El gremio de plateros de Betanzos estaba instituido en la iglesia parroquial de Santa
María del Azogue, bajo la protección de su patroro San Sebastian, representado durante
el martirio y compartiendo el retablo dedicado a San Pedro, advocación que acogía al
gremio de zapateros.
No se trataba de un gremio con muchos asociados, cuando menos tras el incendio
general de la ciudad acaecido en 1569, puesto que a finales de este siglo se cuentan
seis los plateros establecidos en la urbe. En sus talleres solían trabajar auxiliados
por un oficial o un aprendiz, que a la vez atenderla la tienda e incluso la venta
ambulante en las ferias, extremo este último que figura en algún contrato como el que a
continuación transcribimos:
"En la çiudad de Betanços a dos dias del mes de abril de mil y ssºs (seiscientos)

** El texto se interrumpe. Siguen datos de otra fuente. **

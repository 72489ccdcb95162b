use std::path::{Path, PathBuf};

use serde_json::{Map, Value};
use thiserror::Error;
use tracing::{debug, info};

use crate::models::{Item, ItemSet, Shape};

/// Object members that commonly wrap the item list, checked in order.
const WRAPPER_KEYS: [&str; 6] = ["items", "data", "verbs", "phrasal_verbs", "connectors", "words"];

/// Error loading an item set.
#[derive(Debug, Error)]
pub enum LoadError {
    #[error("the data is empty or not a list of items: {0}")]
    EmptyOrInvalidData(String),

    #[error("could not read {}: {}", .path.display(), .source)]
    Io {
        path: PathBuf,
        #[source]
        source: std::io::Error,
    },

    #[error("could not download data: {0}")]
    Http(#[from] reqwest::Error),

    #[error("no JSON files found in {0}")]
    NoJsonFiles(String),

    #[error("no catalog file matches '{0}'")]
    UnknownFile(String),
}

/// Parse raw JSON bytes into an item set.
pub fn parse_item_set(bytes: &[u8]) -> Result<ItemSet, LoadError> {
    let value: Value = serde_json::from_slice(bytes)
        .map_err(|err| LoadError::EmptyOrInvalidData(format!("unparseable JSON: {err}")))?;
    item_set_from_value(value)
}

/// Build an item set from a bare list or from an object wrapping one.
///
/// The shape is detected from the first element only.
pub fn item_set_from_value(value: Value) -> Result<ItemSet, LoadError> {
    let objects = unwrap_list(value)?
        .into_iter()
        .enumerate()
        .map(|(index, element)| match element {
            Value::Object(object) => Ok(object),
            _ => Err(LoadError::EmptyOrInvalidData(format!(
                "element {} is not an object",
                index + 1
            ))),
        })
        .collect::<Result<Vec<Map<String, Value>>, _>>()?;

    let shape = objects
        .first()
        .map(Shape::detect)
        .ok_or_else(|| LoadError::EmptyOrInvalidData("the list has no items".to_string()))?;

    let items = objects
        .into_iter()
        .enumerate()
        .map(|(index, object)| {
            Item::from_object(shape, object).map_err(|err| {
                LoadError::EmptyOrInvalidData(format!("element {}: {err}", index + 1))
            })
        })
        .collect::<Result<Vec<_>, _>>()?;

    debug!(?shape, count = items.len(), "parsed item set");
    ItemSet::new(items)
}

fn unwrap_list(value: Value) -> Result<Vec<Value>, LoadError> {
    match value {
        Value::Array(list) => Ok(list),
        Value::Object(mut object) => {
            let key = WRAPPER_KEYS
                .iter()
                .find(|key| object.get(**key).is_some_and(Value::is_array))
                .map(|key| key.to_string())
                .or_else(|| {
                    object
                        .iter()
                        .find(|(_, member)| member.is_array())
                        .map(|(key, _)| key.clone())
                });

            match key.and_then(|key| object.remove(&key)) {
                Some(Value::Array(list)) => Ok(list),
                _ => Err(LoadError::EmptyOrInvalidData(
                    "the object does not contain a list".to_string(),
                )),
            }
        }
        _ => Err(LoadError::EmptyOrInvalidData(
            "expected a list of items".to_string(),
        )),
    }
}

/// Read and parse a local JSON file.
pub async fn load_from_path<P: AsRef<Path>>(path: P) -> Result<ItemSet, LoadError> {
    let path = path.as_ref();

    let bytes = tokio::fs::read(path).await.map_err(|source| LoadError::Io {
        path: path.to_path_buf(),
        source,
    })?;
    let items = parse_item_set(&bytes)?;

    info!(path = %path.display(), count = items.len(), shape = ?items.shape(), "loaded items from file");
    Ok(items)
}

/// Download and parse a JSON file.
pub async fn load_from_url(client: &reqwest::Client, url: &str) -> Result<ItemSet, LoadError> {
    let bytes = client
        .get(url)
        .send()
        .await?
        .error_for_status()?
        .bytes()
        .await?;
    let items = parse_item_set(&bytes)?;

    info!(%url, count = items.len(), shape = ?items.shape(), "loaded items from url");
    Ok(items)
}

y ssª (sesenta) y dos años, por delante de mi escrivano e testigos paresçieron presentes
de la una parte el ayudante Juan Vazquez Mosqueira, Platero vecino de dicha çiudad, y de
la otra domingos Vazquez de neira, moço soltero vecino ansi mismo de dicha çiudad, e
dixeron hestaban concertados, conbenidos e ygualados como por la presente carta se
concertaron, conbenieron e ygualaron en la forma y manera seguiente, en que el dicho
Juan Vazquez Mosqueira a de enssenar y dar ensenado el dicho oficio de platero al dicho
Domingo Vazquez de Neira en tiempo de dos años cunplidos, que comencaron a correr y
contarse desde primero de Enero porximo passado deste presente año asta aseren fenecidos
y acabados, con las calidades y condiciones seguientes, que el dicho Juan Vazquez
Mosqueíra a de tener en su casa, sin cielo, al dicho Domingo Vazquez de Neira y ensenarle
diche oficio de platero y sustentarle de comida y mas necesario dandole cama y lunbre, y
demas dello no le a de obligar a que baya a las ferias sino fuere por su gusto. El qual
dicho domingo Vazquez tanbien a de ser obligado a asistir en la tienda de platero, del
dicho Juan Vazquez Mosqueira, turante los dichos dos años trabajando en dicho oficio y
estando a sus ordenes y mandatos sin acer ausencia ninguna, so pena que si las yciere de
mas de que puede conpelerle a su costa de ello, todos los dias que me faltare de asistir
que a de meter en dicha tienda un oficial a su costa, pagandole por cada día ocho Reales,
y ambos y dos benieran en lo susodicho y lo quisieron y acetaron ansi, y por lo mejor
cunplir dieron todo su poder cunplido a las Justicias de Su Magestad y de su fuero para
que se lo agan cunplír como ssª (sentencia) pasada en cosa juzgada y no apelada cerca de
la renunciacion a todas leis de su fabor y las en firme, y el dicho Domingo Vazquez de
Neira por ser mayor de los catorze años y menor de los veintiuno renuncio las leis que
ablan en su fabor, y juro a Dios ya en la Crus de que doy fe de no yr ni pasar contra lo
conzertado en esta scritura, pordeara sido lesso, enganado ni aterroricado por persona
alguna, ni deste juramento pedira ausolicio na Su ssdª (Santidad) ni su nuncio delegado
ni otro perlado... lo firmaron de sus nombres estando presentes por testigos Domingo
Sanchez e Juan de Mesigos y Jacinto Mandia, vecinos de dicha ciudad, e yo escribano doy
fe, conosco a los otorgantes. [Firmado] Juan Vazquez Mosquera [Rubricado].
[Firmado] Domingo Vazquez Neira [Rubricado]. Paso ante mi [Firmado]
Domingo de Amenedo [Rubricado]".
La calle de los Plateros, la imagen de San Sebastián y algunas piezas por ellos
labradas son testimonio patente de esta actividad gremial en la ciudad de Betanzos.